Perfect Equality
By Jenny Call
If Baptist churches had saints, Lottie Moon would certainly be at the top of the list. This 19th-century Southern Baptist missionary to China is revered for her 40-year ministry career in a denomination that is still divided over the issue of whether women can serve in ministry leadership roles. Although Moon stood at a diminutive 4 feet 3 inches, her strong will and feisty spirit made her seem larger than life. It’s no surprise, then, that she spent a couple of her formative years at Hollins.
Charlotte “Lottie” Digges Moon arrived at the Female Seminary at Botetourt Springs in 1854 at the age of 14. The school would be renamed Hollins Institute in her second (and final) year. She likely lived in the old Botetourt Springs Hotel, where West (built in 1900) now stands. Moon studied arithmetic (with professor and Hollins founder Charles Lewis Cocke), English, Latin, and natural science, and received a diploma in French in 1856. According to anecdotes about her time at Hollins, she was quite a character. She was known for her intelligence and knack for languages, and she also helped to found the Euzelian Literary Society. But she was frequently marked down in her behavior grades, skipped mandatory chapel 26 times in her final two quarters, and shocked other students by telling them that her middle initial “D” stood for “Devil.” She was so resistant to religion in those days that as an April Fools’ Day prank in 1855, she silenced the bell that would sound to wake the students for chapel by wrapping towels around it. In a time when a woman’s reputation meant everything, she made it clear that she didn’t care much for what other people thought. This moxie served her well in a career in which she was often pushing the boundaries, challenging the status quo, and finding new ways of leadership.

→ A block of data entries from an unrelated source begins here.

// lerna-rs: Lerna child-process core - Rust Port
//
// SPDX-FileCopyrightText: 2026 Romeo Ahmed
// SPDX-License-Identifier: GPL-3.0-or-later

//! Prefixed re-emission of streaming children's output.
//!
//! ```text
//! Nth streaming launch --> COLOR_WHEEL[N % 6]
//!
//! child stdout --> LineTagger("pkg:" bold)          --> SharedOutput(stdout)
//! child stderr --> LineTagger("pkg:" plain, merged) --> SharedOutput(stderr)
//!
//! SharedOutput
//!   one lock per batch (lines never tear)
//!   capacity raised to live count before attach
//! ```

use std::pin::Pin;
use std::sync::Arc;
use std::sync::atomic::{AtomicUsize, Ordering};

use colored::{Color, Colorize};
use tokio::io::{AsyncRead, AsyncReadExt, AsyncWrite, AsyncWriteExt};
use tokio::sync::Mutex;
use tracing::warn;

use super::io::decode_output;

/// Colors handed out to streaming children, in order.
pub const COLOR_WHEEL: [Color; 6] = [
    Color::Cyan,
    Color::Magenta,
    Color::Blue,
    Color::Yellow,
    Color::Green,
    Color::Red,
];

/// Attachments a shared output accepts before warning.
pub const DEFAULT_OUTPUT_CAPACITY: usize = 10;

/// Returns the color for the Nth streaming launch.
#[must_use]
pub const fn color_for(spawn_index: usize) -> Color {
    COLOR_WHEEL[spawn_index % COLOR_WHEEL.len()]
}

/// Builds the stdout tag: `label:` in bold color.
#[must_use]
pub fn stdout_tag(label: &str, color: Option<Color>) -> String {
    color.map_or_else(
        || format!("{label}:"),
        |c| format!("{}:", label.color(c).bold()),
    )
}

/// Builds the stderr tag: `label:` in plain color.
#[must_use]
pub fn stderr_tag(label: &str, color: Option<Color>) -> String {
    color.map_or_else(|| format!("{label}:"), |c| format!("{}:", label.color(c)))
}

/// Number of terminal columns a tag occupies, ignoring ANSI escapes.
fn visible_width(tag: &str) -> usize {
    let mut width = 0;
    let mut in_escape = false;
    for c in tag.chars() {
        match (in_escape, c) {
            (false, '\x1b') => in_escape = true,
            (false, _) => width += 1,
            (true, 'm') => in_escape = false,
            (true, _) => {}
        }
    }
    width
}

/// Line transform stage that puts a tag in front of every line.
///
/// With `merge_multiline`, all complete lines arriving in one chunk are
/// treated as one message: only the first line is tagged and the rest are
/// indented under it.
#[derive(Debug, Clone)]
pub struct LineTagger {
    tag: String,
    indent: String,
    merge_multiline: bool,
    pending: Vec<u8>,
}

impl LineTagger {
    #[must_use]
    pub fn new(tag: impl Into<String>, merge_multiline: bool) -> Self {
        let tag = tag.into();
        let indent = " ".repeat(visible_width(&tag));
        Self {
            tag,
            indent,
            merge_multiline,
            pending: Vec::new(),
        }
    }

    /// Returns the tag.
    #[must_use]
    pub fn tag(&self) -> &str {
        &self.tag
    }

    /// Feeds a chunk and returns the tagged output for every completed line.
    ///
    /// A trailing partial line is held back until its newline arrives.
    pub fn push(&mut self, chunk: &[u8]) -> Vec<u8> {
        self.pending.extend_from_slice(chunk);
        let Some(last_newline) = self.pending.iter().rposition(|&b| b == b'\n') else {
            return Vec::new();
        };
        let complete: Vec<u8> = self.pending.drain(..=last_newline).collect();
        self.format(&complete[..last_newline])
    }

    /// Flushes a trailing line that never got its newline.
    pub fn finish(&mut self) -> Vec<u8> {
        if self.pending.is_empty() {
            return Vec::new();
        }
        let rest = std::mem::take(&mut self.pending);
        self.format(&rest)
    }

    fn format(&self, block: &[u8]) -> Vec<u8> {
        let text = String::from_utf8_lossy(block);
        let mut out = String::with_capacity(text.len() + self.tag.len() * 2);
        for (i, line) in text.split('\n').enumerate() {
            let line = line.strip_suffix('\r').unwrap_or(line);
            let prefix = if self.merge_multiline && i > 0 {
                &self.indent
            } else {
                &self.tag
            };
            out.push_str(prefix);
            if !line.is_empty() {
                out.push(' ');
                out.push_str(line);
            }
            out.push('\n');
        }
        out.into_bytes()
    }
}

/// A parent output stream shared by every streaming child.
#[derive(Clone)]
pub struct SharedOutput {
    inner: Arc<OutputInner>,
}

struct OutputInner {
    name: &'static str,
    writer: Mutex<Pin<Box<dyn AsyncWrite + Send>>>,
    attached: AtomicUsize,
    capacity: AtomicUsize,
}

impl std::fmt::Debug for SharedOutput {
    fn fmt(&self, f: &mut std::fmt::Formatter<'_>) -> std::fmt::Result {
        f.debug_struct("SharedOutput")
            .field("name", &self.inner.name)
            .field("attached", &self.attached())
            .field("capacity", &self.capacity())
            .finish_non_exhaustive()
    }
}

impl SharedOutput {
    pub fn new<W>(name: &'static str, writer: W) -> Self
    where
        W: AsyncWrite + Send + 'static,
    {
        Self {
            inner: Arc::new(OutputInner {
                name,
                writer: Mutex::new(Box::pin(writer)),
                attached: AtomicUsize::new(0),
                capacity: AtomicUsize::new(DEFAULT_OUTPUT_CAPACITY),
            }),
        }
    }

    /// The parent process's stdout.
    #[must_use]
    pub fn stdout() -> Self {
        Self::new("stdout", tokio::io::stdout())
    }

    /// The parent process's stderr.
    #[must_use]
    pub fn stderr() -> Self {
        Self::new("stderr", tokio::io::stderr())
    }

    /// Sets the initial attachment capacity.
    #[must_use]
    pub fn with_capacity(self, capacity: usize) -> Self {
        self.inner.capacity.store(capacity, Ordering::Release);
        self
    }

    /// Returns the number of children currently piping into this output.
    #[must_use]
    pub fn attached(&self) -> usize {
        self.inner.attached.load(Ordering::Acquire)
    }

    /// Returns the attachment capacity.
    #[must_use]
    pub fn capacity(&self) -> usize {
        self.inner.capacity.load(Ordering::Acquire)
    }

    /// Raises the capacity to at least `n`; never lowers it.
    pub fn ensure_capacity(&self, n: usize) {
        self.inner.capacity.fetch_max(n, Ordering::AcqRel);
    }

    /// Attaches a new writer, warning if the capacity is exceeded.
    #[must_use]
    pub fn attach(&self) -> OutputAttachment {
        let attached = self.inner.attached.fetch_add(1, Ordering::AcqRel) + 1;
        let capacity = self.capacity();
        if attached > capacity {
            warn!(
                output = self.inner.name,
                attached, capacity, "more streaming children attached than output capacity"
            );
        }
        OutputAttachment {
            output: self.clone(),
        }
    }

    async fn write_batch(&self, bytes: &[u8]) -> std::io::Result<()> {
        let mut writer = self.inner.writer.lock().await;
        writer.write_all(bytes).await?;
        writer.flush().await
    }
}

/// A live attachment to a [`SharedOutput`]; detaches on drop.
#[derive(Debug)]
pub struct OutputAttachment {
    output: SharedOutput,
}

impl Drop for OutputAttachment {
    fn drop(&mut self) {
        self.output.inner.attached.fetch_sub(1, Ordering::AcqRel);
    }
}

/// Pipes `reader` through `tagger` into the attached output until EOF.
///
/// Write failures are logged once and the rest of the stream is drained and
/// dropped, so the child never blocks on a full pipe. The raw text read is
/// also kept and returned with one trailing line terminator stripped, for
/// error annotation.
pub async fn pipe_prefixed<R>(
    mut reader: R,
    mut tagger: LineTagger,
    attachment: OutputAttachment,
) -> Option<String>
where
    R: AsyncRead + Unpin,
{
    let output = &attachment.output;
    let mut sink_open = true;
    let mut captured = Vec::new();
    let mut buf = vec![0u8; 8192];

    loop {
        let n = match reader.read(&mut buf).await {
            Ok(0) => break,
            Ok(n) => n,
            Err(e) => {
                warn!(output = output.inner.name, tag = %tagger.tag(), error = %e, "error reading stream");
                break;
            }
        };
        captured.extend_from_slice(&buf[..n]);
        let batch = tagger.push(&buf[..n]);
        if sink_open && !batch.is_empty() {
            sink_open = write_or_close(output, &batch).await;
        }
    }

    let rest = tagger.finish();
    if sink_open && !rest.is_empty() {
        write_or_close(output, &rest).await;
    }
    Some(decode_output(captured))
}

async fn write_or_close(output: &SharedOutput, batch: &[u8]) -> bool {
    match output.write_batch(batch).await {
        Ok(()) => true,
        Err(e) => {
            warn!(output = output.inner.name, error = %e, "error writing prefixed output");
            false
        }
    }
}

#[cfg(test)]
mod tests {
    use super::*;

    #[test]
    fn test_visible_width_ignores_escapes() {
        assert_eq!(visible_width("pkg:"), 4);
        assert_eq!(visible_width("\x1b[1;36mpkg\x1b[0m:"), 4);
    }

    #[test]
    fn test_color_wheel_wraps() {
        assert_eq!(color_for(0), Color::Cyan);
        assert_eq!(color_for(5), Color::Red);
        assert_eq!(color_for(6), Color::Cyan);
        assert_ne!(color_for(7), color_for(8));
    }

    #[test]
    fn test_capacity_never_lowers() {
        let output = SharedOutput::new("test", tokio::io::sink());
        output.ensure_capacity(3);
        assert_eq!(output.capacity(), DEFAULT_OUTPUT_CAPACITY);
        output.ensure_capacity(25);
        assert_eq!(output.capacity(), 25);
    }

    #[test]
    fn test_attachment_detaches_on_drop() {
        let output = SharedOutput::new("test", tokio::io::sink());
        let first = output.attach();
        let second = output.attach();
        assert_eq!(output.attached(), 2);
        drop(first);
        drop(second);
        assert_eq!(output.attached(), 0);
    }
}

Following her time at Hollins, she attended Albemarle Female Seminary, where she was one of the first five women in the South to complete master’s-level work. Her turning point came during a conversion experience in 1858, and after spending a number of years as a teacher, she answered the call to missions, departing for Tengchow, China, in 1873. Moon was one of the first unmarried female missionaries to serve as part of a new policy within the Southern Baptist Convention’s Foreign Mission Board (now International Mission Board) called Woman’s Work for Women. The board aimed to connect single female missionaries with Chinese women in the hope that they would share the Gospel with their families. The Southern Baptist policy did not permit women to teach men or to preach, and Moon came into conflict with this standard as she often found herself in mixed crowds. Concerned with the salvation of the Chinese people, she preached to anyone who came, while chiding the Southern Baptist Convention for not providing enough funding or male missionaries. She continued advocating for a woman’s place in ministry leadership and was the first woman missionary to pioneer a new mission station after her independent move to Pingtu, China.
When the Foreign Mission Board struggled to provide the support she needed, she turned her focus to women in the United States, encouraging them to organize and provide funding for missionaries. The women were eager to help and in 1888 organized to form the Executive Committee, which would later become the Woman’s Missionary Union. Through the work of the WMU and smaller missionary societies led by women, a Christmas offering was collected that aided the debt-plagued Foreign Mission Board and supplied three new missionaries for China. That offering was renamed for Moon in 1918, and to date has raised more than $3.5 billion for missions.
For Southern Baptists and for women in particular, Lottie Moon was an early feminist voice saying, “What women have a right to demand is perfect equality.” Her words still inspire us today.
Jenny Call, university chaplain, is an ordained Baptist minister. She based her research on Regina Sullivan’s biography of Moon, Lottie Moon: A Southern Baptist Missionary to China in History and Legend.